__ASSIGNMENT__: Each line of the listing is to be retyped exactly as given.

__RAW DATA__:
★ ★ ★ ★ ★ ★ ★

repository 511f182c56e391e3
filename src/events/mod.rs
//! Runtime events and the broadcast bus that carries them.

mod bus;
mod event;

pub use bus::Bus;
pub use event::{Event, EventKind};
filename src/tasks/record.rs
//! # Task identity and lifecycle record.
//!
//! A task is created at admission and lives in the
//! [`TaskRegistry`](crate::registry::TaskRegistry) until the retention
//! sweeper evicts it. The registry is the single source of truth for status.
//!
//! ## Lifecycle
//! ```text
//! Pending ──► Processing ──► Completed
//!    │                  └──► Failed
//!    └──────────────────────► Failed        (command never resolved)
//! ```
//!
//! ## Rules
//! - Transitions are monotonic; timestamps are written once, never retracted.
//! - Only the pump mutates status, result, and timestamps.
//! - `result` and `error` are mutually exclusive, written exactly once.
//! - Caller threads never mutate a task after admission.

use std::time::{Duration, SystemTime, UNIX_EPOCH};

use serde::{Deserialize, Serialize};
use serde_json::Value;
use uuid::Uuid;

use crate::error::HandlerError;

/// Opaque unique task identifier, assigned at admission.
#[derive(Debug, Clone, Copy, PartialEq, Eq, Hash, Serialize, Deserialize)]
#[serde(transparent)]
pub struct TaskId(Uuid);

impl TaskId {
    /// Generates a fresh random id.
    pub(crate) fn generate() -> Self {
        Self(Uuid::new_v4())
    }
}

impl std::fmt::Display for TaskId {
    fn fmt(&self, f: &mut std::fmt::Formatter<'_>) -> std::fmt::Result {
        self.0.fmt(f)
    }
}

/// Lifecycle state of a task.
///
/// A deadline expiring on a synchronous waiter is **not** a status: the
/// registry keeps the true terminal state and the waiter observes
/// [`WaitOutcome::TimedOut`](crate::WaitOutcome::TimedOut) instead.
#[derive(Debug, Clone, Copy, PartialEq, Eq, Serialize, Deserialize)]
#[serde(rename_all = "lowercase")]
pub enum TaskStatus {
    /// Admitted, waiting in the queue.
    Pending,
    /// Currently executing on the host thread.
    Processing,
    /// Finished successfully; `result` is set.
    Completed,
    /// Finished with an error; `error` is set.
    Failed,
}

impl TaskStatus {
    /// Returns true for `Completed` and `Failed`.
    #[inline]
    pub fn is_terminal(self) -> bool {
        matches!(self, TaskStatus::Completed | TaskStatus::Failed)
    }
}

/// Structured failure recorded on a failed task.
#[derive(Debug, Clone, PartialEq, Serialize, Deserialize)]
pub struct FailureInfo {
    /// Short stable failure label (snake_case).
    pub kind: String,
    /// Human-readable description.
    pub message: String,
    /// Optional structured payload with failure context.
    #[serde(skip_serializing_if = "Option::is_none")]
    pub details: Option<Value>,
}

impl FailureInfo {
    pub(crate) fn new(kind: impl Into<String>, message: impl Into<String>) -> Self {
        Self {
            kind: kind.into(),
            message: message.into(),
            details: None,
        }
    }
}

impl From<HandlerError> for FailureInfo {
    fn from(err: HandlerError) -> Self {
        Self {
            kind: err.kind,
            message: err.message,
            details: err.details,
        }
    }
}

/// Registry-internal task record.
///
/// `params` is owned exclusively by the record until the executor takes it;
/// it is consumed exactly once.
#[derive(Debug)]
pub(crate) struct TaskRecord {
    pub id: TaskId,
    pub command: String,
    pub params: Option<Value>,
    pub metadata: Value,
    pub status: TaskStatus,
    /// Admission counter; breaks ties independent of timestamp resolution.
    pub seq: u64,
    pub created_at: SystemTime,
    pub started_at: Option<SystemTime>,
    pub completed_at: Option<SystemTime>,
    pub result: Option<Value>,
    pub error: Option<FailureInfo>,
    /// Handler wall time, measured by the executor.
    pub elapsed: Option<Duration>,
}

impl TaskRecord {
    /// Creates a fresh `Pending` record at admission time.
    pub fn admitted(id: TaskId, command: String, params: Value, metadata: Value, seq: u64) -> Self {
        Self {
            id,
            command,
            params: Some(params),
            metadata,
            status: TaskStatus::Pending,
            seq,
            created_at: SystemTime::now(),
            started_at: None,
            completed_at: None,
            result: None,
            error: None,
            elapsed: None,
        }
    }

    /// Produces the public, serializable view of this record.
    pub fn snapshot(&self) -> TaskSnapshot {
        TaskSnapshot {
            id: self.id,
            command: self.command.clone(),
            status: self.status,
            seq: self.seq,
            created_at_ms: epoch_ms(self.created_at),
            started_at_ms: self.started_at.map(epoch_ms),
            completed_at_ms: self.completed_at.map(epoch_ms),
            elapsed_ms: self.elapsed.map(|d| d.as_millis() as u64),
            metadata: self.metadata.clone(),
            result: self.result.clone(),
            error: self.error.clone(),
        }
    }
}

/// Public, immutable view of a task, as returned by status queries.
///
/// Timestamps are epoch milliseconds. `result` and `error` are mutually
/// exclusive; both are absent until the task reaches a terminal state.
#[derive(Debug, Clone, Serialize)]
pub struct TaskSnapshot {
    /// Task id.
    pub id: TaskId,
    /// Command name this task resolves against the handler registry.
    pub command: String,
    /// Current lifecycle state.
    pub status: TaskStatus,
    /// Admission sequence number.
    pub seq: u64,
    /// Admission time (epoch ms).
    pub created_at_ms: u64,
    /// Execution start time (epoch ms), absent while `Pending`.
    #[serde(skip_serializing_if = "Option::is_none")]
    pub started_at_ms: Option<u64>,
    /// Completion time (epoch ms), absent until terminal.
    #[serde(skip_serializing_if = "Option::is_none")]
    pub completed_at_ms: Option<u64>,
    /// Handler wall time in milliseconds, absent until terminal.
    #[serde(skip_serializing_if = "Option::is_none")]
    pub elapsed_ms: Option<u64>,
    /// Caller-supplied metadata, never interpreted by the bridge.
    pub metadata: Value,
    /// Handler result, present only when `Completed`.
    #[serde(skip_serializing_if = "Option::is_none")]
    pub result: Option<Value>,
    /// Failure details, present only when `Failed`.
    #[serde(skip_serializing_if = "Option::is_none")]
    pub error: Option<FailureInfo>,
}

/// Converts a wall-clock timestamp to epoch milliseconds.
fn epoch_ms(t: SystemTime) -> u64 {
    t.duration_since(UNIX_EPOCH)
        .unwrap_or(Duration::ZERO)
        .as_millis() as u64
}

★ ★ ★ ★ ★ ★ ★

__WRITTEN REPLY__:
repository 511f182c56e391e3
filename src/events/mod.rs
//! Runtime events and the broadcast bus that carries them.

mod bus;
mod event;

pub use bus::Bus;
pub use event::{Event, EventKind};
filename src/tasks/record.rs
//! # Task identity and lifecycle record.
//!
//! A task is created at admission and lives in the
//! [`TaskRegistry`](crate::registry::TaskRegistry) until the retention
//! sweeper evicts it. The registry is the single source of truth for status.
//!
//! ## Lifecycle
//! ```text
//! Pending ──► Processing ──► Completed
//!    │                  └──► Failed
//!    └──────────────────────► Failed        (command never resolved)
//! ```
//!
//! ## Rules
//! - Transitions are monotonic; timestamps are written once, never retracted.
//! - Only the pump mutates status, result, and timestamps.
//! - `result` and `error` are mutually exclusive, written exactly once.
//! - Caller threads never mutate a task after admission.

use std::time::{Duration, SystemTime, UNIX_EPOCH};

use serde::{Deserialize, Serialize};
use serde_json::Value;
use uuid::Uuid;

use crate::error::HandlerError;

/// Opaque unique task identifier, assigned at admission.
#[derive(Debug, Clone, Copy, PartialEq, Eq, Hash, Serialize, Deserialize)]
#[serde(transparent)]
pub struct TaskId(Uuid);

impl TaskId {
    /// Generates a fresh random id.
    pub(crate) fn generate() -> Self {
        Self(Uuid::new_v4())
    }
}

impl std::fmt::Display for TaskId {
    fn fmt(&self, f: &mut std::fmt::Formatter<'_>) -> std::fmt::Result {
        self.0.fmt(f)
    }
}

/// Lifecycle state of a task.
///
/// A deadline expiring on a synchronous waiter is **not** a status: the
/// registry keeps the true terminal state and the waiter observes
/// [`WaitOutcome::TimedOut`](crate::WaitOutcome::TimedOut) instead.
#[derive(Debug, Clone, Copy, PartialEq, Eq, Serialize, Deserialize)]
#[serde(rename_all = "lowercase")]
pub enum TaskStatus {
    /// Admitted, waiting in the queue.
    Pending,
    /// Currently executing on the host thread.
    Processing,
    /// Finished successfully; `result` is set.
    Completed,
    /// Finished with an error; `error` is set.
    Failed,
}

impl TaskStatus {
    /// Returns true for `Completed` and `Failed`.
    #[inline]
    pub fn is_terminal(self) -> bool {
        matches!(self, TaskStatus::Completed | TaskStatus::Failed)
    }
}

/// Structured failure recorded on a failed task.
#[derive(Debug, Clone, PartialEq, Serialize, Deserialize)]
pub struct FailureInfo {
    /// Short stable failure label (snake_case).
    pub kind: String,
    /// Human-readable description.
    pub message: String,
    /// Optional structured payload with failure context.
    #[serde(skip_serializing_if = "Option::is_none")]
    pub details: Option<Value>,
}

impl FailureInfo {
    pub(crate) fn new(kind: impl Into<String>, message: impl Into<String>) -> Self {
        Self {
            kind: kind.into(),
            message: message.into(),
            details: None,
        }
    }
}

impl From<HandlerError> for FailureInfo {
    fn from(err: HandlerError) -> Self {
        Self {
            kind: err.kind,
            message: err.message,
            details: err.details,
        }
    }
}

/// Registry-internal task record.
///
/// `params` is owned exclusively by the record until the executor takes it;
/// it is consumed exactly once.
#[derive(Debug)]
pub(crate) struct TaskRecord {
    pub id: TaskId,
    pub command: String,
    pub params: Option<Value>,
    pub metadata: Value,
    pub status: TaskStatus,
    /// Admission counter; breaks ties independent of timestamp resolution.
    pub seq: u64,
    pub created_at: SystemTime,
    pub started_at: Option<SystemTime>,
    pub completed_at: Option<SystemTime>,
    pub result: Option<Value>,
    pub error: Option<FailureInfo>,
    /// Handler wall time, measured by the executor.
    pub elapsed: Option<Duration>,
}

impl TaskRecord {
    /// Creates a fresh `Pending` record at admission time.
    pub fn admitted(id: TaskId, command: String, params: Value, metadata: Value, seq: u64) -> Self {
        Self {
            id,
            command,
            params: Some(params),
            metadata,
            status: TaskStatus::Pending,
            seq,
            created_at: SystemTime::now(),
            started_at: None,
            completed_at: None,
            result: None,
            error: None,
            elapsed: None,
        }
    }

    /// Produces the public, serializable view of this record.
    pub fn snapshot(&self) -> TaskSnapshot {
        TaskSnapshot {
            id: self.id,
            command: self.command.clone(),
            status: self.status,
            seq: self.seq,
            created_at_ms: epoch_ms(self.created_at),
            started_at_ms: self.started_at.map(epoch_ms),
            completed_at_ms: self.completed_at.map(epoch_ms),
            elapsed_ms: self.elapsed.map(|d| d.as_millis() as u64),
            metadata: self.metadata.clone(),
            result: self.result.clone(),
            error: self.error.clone(),
        }
    }
}

/// Public, immutable view of a task, as returned by status queries.
///
/// Timestamps are epoch milliseconds. `result` and `error` are mutually
/// exclusive; both are absent until the task reaches a terminal state.
#[derive(Debug, Clone, Serialize)]
pub struct TaskSnapshot {
    /// Task id.
    pub id: TaskId,
    /// Command name this task resolves against the handler registry.
    pub command: String,
    /// Current lifecycle state.
    pub status: TaskStatus,
    /// Admission sequence number.
    pub seq: u64,
    /// Admission time (epoch ms).
    pub created_at_ms: u64,
    /// Execution start time (epoch ms), absent while `Pending`.
    #[serde(skip_serializing_if = "Option::is_none")]
    pub started_at_ms: Option<u64>,
    /// Completion time (epoch ms), absent until terminal.
    #[serde(skip_serializing_if = "Option::is_none")]
    pub completed_at_ms: Option<u64>,
    /// Handler wall time in milliseconds, absent until terminal.
    #[serde(skip_serializing_if = "Option::is_none")]
    pub elapsed_ms: Option<u64>,
    /// Caller-supplied metadata, never interpreted by the bridge.
    pub metadata: Value,
    /// Handler result, present only when `Completed`.
    #[serde(skip_serializing_if = "Option::is_none")]
    pub result: Option<Value>,
    /// Failure details, present only when `Failed`.
    #[serde(skip_serializing_if = "Option::is_none")]
    pub error: Option<FailureInfo>,
}

/// Converts a wall-clock timestamp to epoch milliseconds.
fn epoch_ms(t: SystemTime) -> u64 {
    t.duration_since(UNIX_EPOCH)
        .unwrap_or(Duration::ZERO)
        .as_millis() as u64
}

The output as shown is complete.